Products should not advertise these optional utility capabilities outside AppTheory’s initialize response and should not enable the hooks for downstream services until product authorization, tenant policy, audit logging, and abuse controls are wired. The single path is: configure the AppTheory hook, let AppTheory advertise only capabilities it can deliver end-to-end, and handle the request through the hook. Do not hard-code capabilities in a product-specific wrapper.

Task runtime

MCP task support is explicit opt-in. AppTheory does not advertise tasks just because a product has long-running tools. All three conditions must hold:

  1. the session negotiates protocol 2025-11-25
  2. the server is created with mcp.WithTaskRuntime(...) and a concrete TaskStore
  3. at least one registered tool declares ToolExecution.TaskSupport as optional or required

Example:

type slowReportArgs struct {
  ReportID string `json:"reportId"`
}

srv := mcp.NewServer("my-mcp-server", "dev",
  mcp.WithTaskRuntime(mcp.TaskRuntimeOptions{
    Store: mcp.NewDynamoTaskStore(db),
  }),
)

_ = srv.Registry().RegisterTool(mcp.ToolDef{
  Name:        "slow-report",
  Description: "Generate a report asynchronously.",
  Execution:   &mcp.ToolExecution{TaskSupport: mcp.TaskSupportOptional},
  InputSchema: json.RawMessage(`{
    "type":"object",
    "properties":{"reportId":{"type":"string"}},
    "required":["reportId"]
  }`),
}, mcp.WrapTool(mcp.ToolLifecycleOptions[slowReportArgs]{
  Name:       "slow-report",
  StrictJSON: true,
}, runSlowReport))

Tool support is fail-closed:

  • TaskSupportForbidden (or omitted) rejects task-augmented tools/call
  • TaskSupportOptional allows both synchronous and task-augmented tools/call
  • TaskSupportRequired rejects synchronous tools/call and requires task augmentation

When a task-capable tools/call includes a task parameter, AppTheory creates a session-scoped task record, returns a CreateTaskResult, and runs the tool on a background context detached from the request connection. The final tool result or JSON-RPC error is stored in the configured TaskStore. Clients then use:

  • tasks/get to inspect status
  • tasks/list to list tasks for the current MCP session
  • tasks/result to retrieve terminal results, with related-task metadata injected into _meta
  • tasks/cancel to mark the task canceled and cancel the in-flight tool context when it is still running

Task state is always bound to the active MCP session id. A store must never broaden lookup, list, cancel, or delete operations outside the supplied session scope. Product deployments should bind that session to the same principal, tenant, route bundle, and entitlement policy used by their OAuth/token validation layer; missing or ambiguous policy must withhold task capability rather than falling back to broader access.
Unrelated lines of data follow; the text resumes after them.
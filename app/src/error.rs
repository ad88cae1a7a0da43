use std::fmt;

#[derive(Debug)]
pub enum RiskError {
    #[cfg(feature = "ssr")]
    Http(reqwest::Error),
    Io(std::io::Error),
    Json(serde_json::Error),
    Config(String),
    InvalidResponse(String),
    Telegram(String),
    RegionExists(String),
    RegionNotFound(String),
    UnknownField { region: String, field: String },
    GeocodeFailed(String),
    MapUnavailable,
    NotNumeric { field: String, value: String },
}

impl RiskError {
    /// Failures caused by the operator's input rather than the system.
    ///
    /// These are answered with their message and leave the store untouched.
    /// Everything else aborts the in-flight command.
    pub const fn is_operator_error(&self) -> bool {
        matches!(
            self,
            Self::RegionExists(_)
                | Self::RegionNotFound(_)
                | Self::UnknownField { .. }
                | Self::GeocodeFailed(_)
                | Self::MapUnavailable
        )
    }
}

impl fmt::Display for RiskError {
    fn fmt(&self, f: &mut fmt::Formatter<'_>) -> fmt::Result {
        match self {
            #[cfg(feature = "ssr")]
            Self::Http(e) => write!(f, "HTTP error: {e}"),
            Self::Io(e) => write!(f, "I/O error: {e}"),
            Self::Json(e) => write!(f, "JSON error: {e}"),
            Self::Config(msg) => write!(f, "Configuration error: {msg}"),
            Self::InvalidResponse(msg) => write!(f, "Invalid response: {msg}"),
            Self::Telegram(msg) => write!(f, "Telegram API error: {msg}"),
            Self::RegionExists(name) => write!(f, "{name} is already in the system."),
            Self::RegionNotFound(name) => write!(f, "{name} is not in the system."),
            Self::UnknownField { region, field } => {
                write!(f, "Parameter '{field}' not found for {region}.")
            }
            Self::GeocodeFailed(name) => write!(f, "Could not find coordinates for {name}."),
            Self::MapUnavailable => write!(f, "No map available. Please update the data first."),
            Self::NotNumeric { field, value } => {
                write!(f, "{field} value '{value}' is not numeric")
            }
        }
    }
}

impl std::error::Error for RiskError {}

#[cfg(feature = "ssr")]
impl From<reqwest::Error> for RiskError {
    fn from(e: reqwest::Error) -> Self {
        Self::Http(e)
    }
}

impl From<std::io::Error> for RiskError {
    fn from(e: std::io::Error) -> Self {
        Self::Io(e)
    }
}

impl From<serde_json::Error> for RiskError {
    fn from(e: serde_json::Error) -> Self {
        Self::Json(e)
    }
}

pub type Result<T> = std::result::Result<T, RiskError>;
TTL is part of the task contract. TaskRuntimeOptions.DefaultTTL defaults to MCP_TASK_TTL_MINUTES when that environment variable is set, otherwise 10 minutes. TaskRuntimeOptions.MaxTTL defaults to 1 hour. Client-supplied task.ttl values are milliseconds, must be positive, and fail closed when they exceed the configured maximum. DynamoDB TTL and table cleanup are storage backstops; the runtime checks task expiry before returning stored task state.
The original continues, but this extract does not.